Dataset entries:
%%

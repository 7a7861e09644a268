//! Action execution environment.

use crate::error::{ActionError, ErrorCause};
use crate::rule::Rules;
use i2c::I2c;
use services::{AdditionalData, Services};
use std::collections::BTreeMap;

/// Maximum rule nesting depth. Bounds the recursion that `run_rule` can
/// produce through rules that call each other.
pub const MAX_RULE_DEPTH: u8 = 30;

/// Live I2C access to one configured device.
pub struct DeviceHandle {
    fru: String,
    i2c: Box<dyn I2c>,
}

impl DeviceHandle {
    pub fn new(fru: &str, i2c: Box<dyn I2c>) -> Self {
        Self {
            fru: fru.to_string(),
            i2c,
        }
    }

    /// Inventory path of the field-replaceable unit containing the device.
    pub fn fru(&self) -> &str {
        &self.fru
    }

    pub fn i2c(&mut self) -> &mut dyn I2c {
        &mut *self.i2c
    }

    /// Returns the I2C interface, opening it first if necessary.
    pub fn open_i2c(&mut self) -> Result<&mut dyn I2c, i2c::I2cError> {
        if !self.i2c.is_open() {
            self.i2c.open()?;
        }
        Ok(&mut *self.i2c)
    }
}

/// Registry of device handles keyed by device id.
///
/// Each handle is exclusively owned by one configured device; the registry
/// exists so actions can retarget through `set_device` without holding
/// references into the device tree.
#[derive(Default)]
pub struct DeviceHandles {
    handles: BTreeMap<String, DeviceHandle>,
}

impl DeviceHandles {
    pub fn new() -> Self {
        Self::default()
    }

    pub fn insert(&mut self, device_id: &str, handle: DeviceHandle) {
        self.handles.insert(device_id.to_string(), handle);
    }

    pub fn get_mut(&mut self, device_id: &str) -> Option<&mut DeviceHandle> {
        self.handles.get_mut(device_id)
    }

    /// Closes the I2C interface of one device. Safe to call when already
    /// closed.
    pub fn close(&mut self, device_id: &str) {
        if let Some(handle) = self.handles.get_mut(device_id) {
            handle.i2c.close();
        }
    }

    pub fn is_open(&self, device_id: &str) -> bool {
        self.handles
            .get(device_id)
            .map(|handle| handle.i2c.is_open())
            .unwrap_or(false)
    }
}

/// Environment for a single rule or action-sequence execution.
///
/// Borrows the rule registry and device handles; lives only for the
/// duration of one execution.
pub struct ActionEnvironment<'a> {
    rules: &'a Rules,
    handles: &'a mut DeviceHandles,
    services: &'a mut dyn Services,
    device_id: String,
    volts: Option<f64>,
    rule_depth: u8,
    additional_error_data: AdditionalData,
}

impl<'a> ActionEnvironment<'a> {
    pub fn new(
        rules: &'a Rules,
        handles: &'a mut DeviceHandles,
        device_id: &str,
        services: &'a mut dyn Services,
    ) -> Self {
        Self {
            rules,
            handles,
            services,
            device_id: device_id.to_string(),
            volts: None,
            rule_depth: 0,
            additional_error_data: BTreeMap::new(),
        }
    }

    /// The rule registry. Returned with the environment's lifetime so a rule
    /// reference can be held across further environment use.
    pub fn rules(&self) -> &'a Rules {
        self.rules
    }

    pub fn services(&mut self) -> &mut dyn Services {
        self.services
    }

    pub fn device_id(&self) -> &str {
        &self.device_id
    }

    pub fn set_device_id(&mut self, device_id: &str) {
        self.device_id = device_id.to_string();
    }

    /// Handle of the current device.
    pub fn device(&mut self) -> Result<&mut DeviceHandle, ErrorCause> {
        let device_id = self.device_id.clone();
        self.handles.get_mut(&device_id).ok_or_else(|| {
            ErrorCause::Internal(format!("Unable to find device with ID \"{device_id}\""))
        })
    }

    pub fn volts(&self) -> Option<f64> {
        self.volts
    }

    pub fn set_volts(&mut self, volts: f64) {
        self.volts = Some(volts);
    }

    pub fn rule_depth(&self) -> u8 {
        self.rule_depth
    }

    /// Increments the rule nesting depth, failing when the cap is exceeded.
    pub fn increment_rule_depth(&mut self, action: &str) -> Result<(), ActionError> {
        if self.rule_depth >= MAX_RULE_DEPTH {
            return Err(ActionError::with_detail(
                action,
                "Maximum rule depth exceeded by rule",
            ));
        }
        self.rule_depth += 1;
        Ok(())
    }

    pub fn decrement_rule_depth(&mut self) {
        if self.rule_depth > 0 {
            self.rule_depth -= 1;
        }
    }

    /// Adds one key/value pair to the diagnostic data captured during this
    /// execution.
    pub fn add_additional_error_data(&mut self, key: String, value: String) {
        self.additional_error_data.insert(key, value);
    }

    pub fn additional_error_data(&self) -> &AdditionalData {
        &self.additional_error_data
    }

    /// Consumes the environment, returning the captured diagnostic data.
    pub fn into_additional_error_data(self) -> AdditionalData {
        self.additional_error_data
    }
}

%%

Exercise instructions: Return each line above precisely as written.

Task answer:
repository 7a7861e09644a268
//! Action execution environment.

use crate::error::{ActionError, ErrorCause};
use crate::rule::Rules;
use i2c::I2c;
use services::{AdditionalData, Services};
use std::collections::BTreeMap;

/// Maximum rule nesting depth. Bounds the recursion that `run_rule` can
/// produce through rules that call each other.
pub const MAX_RULE_DEPTH: u8 = 30;

/// Live I2C access to one configured device.
pub struct DeviceHandle {
    fru: String,
    i2c: Box<dyn I2c>,
}

impl DeviceHandle {
    pub fn new(fru: &str, i2c: Box<dyn I2c>) -> Self {
        Self {
            fru: fru.to_string(),
            i2c,
        }
    }

    /// Inventory path of the field-replaceable unit containing the device.
    pub fn fru(&self) -> &str {
        &self.fru
    }

    pub fn i2c(&mut self) -> &mut dyn I2c {
        &mut *self.i2c
    }

    /// Returns the I2C interface, opening it first if necessary.
    pub fn open_i2c(&mut self) -> Result<&mut dyn I2c, i2c::I2cError> {
        if !self.i2c.is_open() {
            self.i2c.open()?;
        }
        Ok(&mut *self.i2c)
    }
}

/// Registry of device handles keyed by device id.
///
/// Each handle is exclusively owned by one configured device; the registry
/// exists so actions can retarget through `set_device` without holding
/// references into the device tree.
#[derive(Default)]
pub struct DeviceHandles {
    handles: BTreeMap<String, DeviceHandle>,
}

impl DeviceHandles {
    pub fn new() -> Self {
        Self::default()
    }

    pub fn insert(&mut self, device_id: &str, handle: DeviceHandle) {
        self.handles.insert(device_id.to_string(), handle);
    }

    pub fn get_mut(&mut self, device_id: &str) -> Option<&mut DeviceHandle> {
        self.handles.get_mut(device_id)
    }

    /// Closes the I2C interface of one device. Safe to call when already
    /// closed.
    pub fn close(&mut self, device_id: &str) {
        if let Some(handle) = self.handles.get_mut(device_id) {
            handle.i2c.close();
        }
    }

    pub fn is_open(&self, device_id: &str) -> bool {
        self.handles
            .get(device_id)
            .map(|handle| handle.i2c.is_open())
            .unwrap_or(false)
    }
}

/// Environment for a single rule or action-sequence execution.
///
/// Borrows the rule registry and device handles; lives only for the
/// duration of one execution.
pub struct ActionEnvironment<'a> {
    rules: &'a Rules,
    handles: &'a mut DeviceHandles,
    services: &'a mut dyn Services,
    device_id: String,
    volts: Option<f64>,
    rule_depth: u8,
    additional_error_data: AdditionalData,
}

impl<'a> ActionEnvironment<'a> {
    pub fn new(
        rules: &'a Rules,
        handles: &'a mut DeviceHandles,
        device_id: &str,
        services: &'a mut dyn Services,
    ) -> Self {
        Self {
            rules,
            handles,
            services,
            device_id: device_id.to_string(),
            volts: None,
            rule_depth: 0,
            additional_error_data: BTreeMap::new(),
        }
    }

    /// The rule registry. Returned with the environment's lifetime so a rule
    /// reference can be held across further environment use.
    pub fn rules(&self) -> &'a Rules {
        self.rules
    }

    pub fn services(&mut self) -> &mut dyn Services {
        self.services
    }

    pub fn device_id(&self) -> &str {
        &self.device_id
    }

    pub fn set_device_id(&mut self, device_id: &str) {
        self.device_id = device_id.to_string();
    }

    /// Handle of the current device.
    pub fn device(&mut self) -> Result<&mut DeviceHandle, ErrorCause> {
        let device_id = self.device_id.clone();
        self.handles.get_mut(&device_id).ok_or_else(|| {
            ErrorCause::Internal(format!("Unable to find device with ID \"{device_id}\""))
        })
    }

    pub fn volts(&self) -> Option<f64> {
        self.volts
    }

    pub fn set_volts(&mut self, volts: f64) {
        self.volts = Some(volts);
    }

    pub fn rule_depth(&self) -> u8 {
        self.rule_depth
    }

    /// Increments the rule nesting depth, failing when the cap is exceeded.
    pub fn increment_rule_depth(&mut self, action: &str) -> Result<(), ActionError> {
        if self.rule_depth >= MAX_RULE_DEPTH {
            return Err(ActionError::with_detail(
                action,
                "Maximum rule depth exceeded by rule",
            ));
        }
        self.rule_depth += 1;
        Ok(())
    }

    pub fn decrement_rule_depth(&mut self) {
        if self.rule_depth > 0 {
            self.rule_depth -= 1;
        }
    }

    /// Adds one key/value pair to the diagnostic data captured during this
    /// execution.
    pub fn add_additional_error_data(&mut self, key: String, value: String) {
        self.additional_error_data.insert(key, value);
    }

    pub fn additional_error_data(&self) -> &AdditionalData {
        &self.additional_error_data
    }

    /// Consumes the environment, returning the captured diagnostic data.
    pub fn into_additional_error_data(self) -> AdditionalData {
        self.additional_error_data
    }
}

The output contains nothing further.